Can you return the records below exactly as they stand, but only from the first line through the one with "use std::time::Instant;"?
Segment Start: STUDY MATERIAL
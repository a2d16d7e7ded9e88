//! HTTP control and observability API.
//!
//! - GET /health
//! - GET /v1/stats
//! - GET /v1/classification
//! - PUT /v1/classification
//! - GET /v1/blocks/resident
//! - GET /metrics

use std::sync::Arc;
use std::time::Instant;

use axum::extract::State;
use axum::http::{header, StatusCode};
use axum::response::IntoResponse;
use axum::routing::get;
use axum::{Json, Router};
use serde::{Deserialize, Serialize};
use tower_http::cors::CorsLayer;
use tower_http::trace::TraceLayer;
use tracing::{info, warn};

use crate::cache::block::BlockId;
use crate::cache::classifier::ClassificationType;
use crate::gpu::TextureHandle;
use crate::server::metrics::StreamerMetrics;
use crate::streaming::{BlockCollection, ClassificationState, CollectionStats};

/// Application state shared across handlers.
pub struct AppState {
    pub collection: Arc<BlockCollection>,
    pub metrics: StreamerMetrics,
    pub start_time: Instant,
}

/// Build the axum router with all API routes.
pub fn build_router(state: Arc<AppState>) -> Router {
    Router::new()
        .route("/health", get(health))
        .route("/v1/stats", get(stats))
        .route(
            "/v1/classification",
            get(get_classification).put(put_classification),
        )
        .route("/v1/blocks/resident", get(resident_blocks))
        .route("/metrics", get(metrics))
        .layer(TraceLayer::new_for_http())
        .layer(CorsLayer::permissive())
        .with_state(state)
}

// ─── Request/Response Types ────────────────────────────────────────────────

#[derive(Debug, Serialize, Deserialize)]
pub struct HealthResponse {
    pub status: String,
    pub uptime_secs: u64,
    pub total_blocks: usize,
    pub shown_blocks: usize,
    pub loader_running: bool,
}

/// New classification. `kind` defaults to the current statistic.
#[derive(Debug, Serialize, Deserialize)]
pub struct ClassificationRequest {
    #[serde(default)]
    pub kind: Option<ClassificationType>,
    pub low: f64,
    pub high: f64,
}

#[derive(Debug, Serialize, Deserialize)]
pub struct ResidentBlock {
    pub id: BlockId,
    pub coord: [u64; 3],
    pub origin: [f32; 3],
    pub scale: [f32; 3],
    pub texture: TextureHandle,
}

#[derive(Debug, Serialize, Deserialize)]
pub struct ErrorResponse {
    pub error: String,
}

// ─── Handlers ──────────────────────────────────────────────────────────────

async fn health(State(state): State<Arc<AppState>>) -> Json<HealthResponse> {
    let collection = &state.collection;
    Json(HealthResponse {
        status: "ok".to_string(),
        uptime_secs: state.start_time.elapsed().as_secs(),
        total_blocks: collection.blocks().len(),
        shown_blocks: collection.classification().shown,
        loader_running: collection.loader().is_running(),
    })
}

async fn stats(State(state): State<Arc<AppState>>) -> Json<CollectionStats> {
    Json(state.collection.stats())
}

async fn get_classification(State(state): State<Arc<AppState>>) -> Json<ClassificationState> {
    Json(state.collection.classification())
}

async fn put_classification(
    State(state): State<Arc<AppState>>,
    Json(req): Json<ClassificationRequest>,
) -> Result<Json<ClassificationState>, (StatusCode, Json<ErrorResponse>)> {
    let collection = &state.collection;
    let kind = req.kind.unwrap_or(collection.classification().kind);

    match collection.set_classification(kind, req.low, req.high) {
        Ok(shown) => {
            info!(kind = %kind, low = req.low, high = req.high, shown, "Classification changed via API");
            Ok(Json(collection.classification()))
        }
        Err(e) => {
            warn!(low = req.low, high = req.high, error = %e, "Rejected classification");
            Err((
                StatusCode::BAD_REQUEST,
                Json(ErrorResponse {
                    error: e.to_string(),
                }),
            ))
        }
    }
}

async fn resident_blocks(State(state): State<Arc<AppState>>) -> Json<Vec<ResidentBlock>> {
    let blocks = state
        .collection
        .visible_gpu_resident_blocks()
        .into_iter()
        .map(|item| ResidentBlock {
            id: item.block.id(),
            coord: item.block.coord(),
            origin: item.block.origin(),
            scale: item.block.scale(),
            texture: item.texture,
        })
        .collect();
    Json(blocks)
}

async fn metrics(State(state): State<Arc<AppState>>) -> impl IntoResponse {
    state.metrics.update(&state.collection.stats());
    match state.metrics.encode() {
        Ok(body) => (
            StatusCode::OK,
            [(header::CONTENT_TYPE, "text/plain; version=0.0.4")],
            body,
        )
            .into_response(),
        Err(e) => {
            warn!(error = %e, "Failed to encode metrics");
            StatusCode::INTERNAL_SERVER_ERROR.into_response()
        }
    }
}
Segment End: STUDY MATERIAL
TASK OUTPUT
repository a2d16d7e7ded9e88
//! HTTP control and observability API.
//!
//! - GET /health
//! - GET /v1/stats
//! - GET /v1/classification
//! - PUT /v1/classification
//! - GET /v1/blocks/resident
//! - GET /metrics

use std::sync::Arc;
use std::time::Instant;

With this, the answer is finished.